Base of tongue and tonsillar tumor resection is a surgical procedure to remove malignant or high-grade premalignant growths arising in the posterior tongue and tonsillar regions. These tumors can interfere with swallowing, speech, and airway patency. Under general anesthesia, Dr. Hitesh R. Singhavi accesses the oropharynx—often through the mouth without external incisions—to excise the lesion with a rim of healthy tissue. This ensures thorough removal while minimizing collateral damage to critical structures such as the glossopharyngeal nerve, lingual artery, and palatine tonsillar pillars.
Dr. Singhavi begins with a multidisciplinary evaluation: high-resolution MRI or PET-CT to delineate tumor margins, along with triple endoscopy to assess airway involvement. Nutritionists and speech‐language pathologists optimize swallowing mechanics in advance. In the operating room, he employs intraoperative nerve monitoring to safeguard sensory and motor pathways. Margins are confirmed via frozen‐section pathology before closure. For larger defects, he collaborates with reconstructive colleagues to employ radial forearm free flaps or local mucosal advancement flaps, restoring contour and function. Post-surgery, patients follow a graduated swallowing protocol under the guidance of speech therapists, progressing from liquids to soft solids as tolerated.
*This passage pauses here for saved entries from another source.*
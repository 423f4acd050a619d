//! Selection nodes - mutually exclusive options installing formulae.
//!
//! Each child of a `data-role="select"` element is one option. An option's
//! value text is assembled from its direct text content, any `var` child
//! carrying `data-name`, and any `input` child's value, then parsed as a
//! `variable = expression` assignment. Selecting an option installs that
//! assignment as a formula on the model; the registry then runs the global
//! update pass. The option pre-marked `selected` installs at scan time
//! without a propagated redraw.

use crate::doc::{attr, class, NodeId, Tree};
use crate::model::Model;

#[derive(Debug)]
pub struct SelectionNode {
    pub el: NodeId,
    pub options: Vec<NodeId>,
    pub selected: Option<usize>,
}

impl SelectionNode {
    pub fn new(tree: &Tree, el: NodeId) -> Self {
        let options = tree.children(el).to_vec();
        let selected = options.iter().position(|&o| tree.has_class(o, class::SELECTED));
        Self { el, options, selected }
    }

    /// Install the currently selected option's assignment on the model.
    pub fn install(&self, tree: &Tree, model: &mut Model) {
        let Some(idx) = self.selected else { return };
        let Some(&option) = self.options.get(idx) else { return };
        let value = read_value(tree, option);
        if let Some((variable, expression)) = parse_assignment(&value) {
            model.set_formula(variable, expression);
        }
    }

    /// Select an option: restyle the `selected` markers and install its
    /// assignment. Returns true when an assignment was installed, so the
    /// caller knows to run the global update pass.
    pub fn select(&mut self, tree: &mut Tree, model: &mut Model, idx: usize) -> bool {
        if idx >= self.options.len() {
            return false;
        }
        self.selected = Some(idx);
        for (i, &option) in self.options.iter().enumerate() {
            if i == idx {
                tree.add_class(option, class::SELECTED);
            } else {
                tree.remove_class(option, class::SELECTED);
            }
        }
        self.install(tree, model);
        true
    }
}

/// Composite option text: direct text, token names, input values.
fn read_value(tree: &Tree, option: NodeId) -> String {
    let mut value = tree.text(option).to_string();
    for &child in tree.children(option) {
        match tree.tag(child) {
            "var" => {
                if let Some(name) = tree.data(child, attr::NAME) {
                    value.push_str(name);
                }
            }
            "input" => {
                if let Some(v) = tree.attr(child, "value") {
                    value.push_str(v);
                }
            }
            _ => {}
        }
    }
    value
}

/// Split `variable = expression`; both sides must be non-empty.
fn parse_assignment(value: &str) -> Option<(String, String)> {
    let (variable, expression) = value.split_once('=')?;
    let variable = variable.trim();
    let expression = expression.trim();
    if variable.is_empty() || expression.is_empty() {
        return None;
    }
    Some((variable.to_string(), expression.to_string()))
}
Through Dr. Singhavi’s meticulous technique, patients achieve complete tumor clearance with preservation of vital oropharyngeal functions. By avoiding external incisions, the transoral approach reduces postoperative pain, swelling, and visible scarring. Precise margin control lowers recurrence risk, and early flap reconstruction enables rapid return of swallowing and speech. Most patients resume oral intake within days, minimize hospital stay, and regain confidence in social and nutritional activities. Long-term follow-up shows durable disease control and excellent quality of life.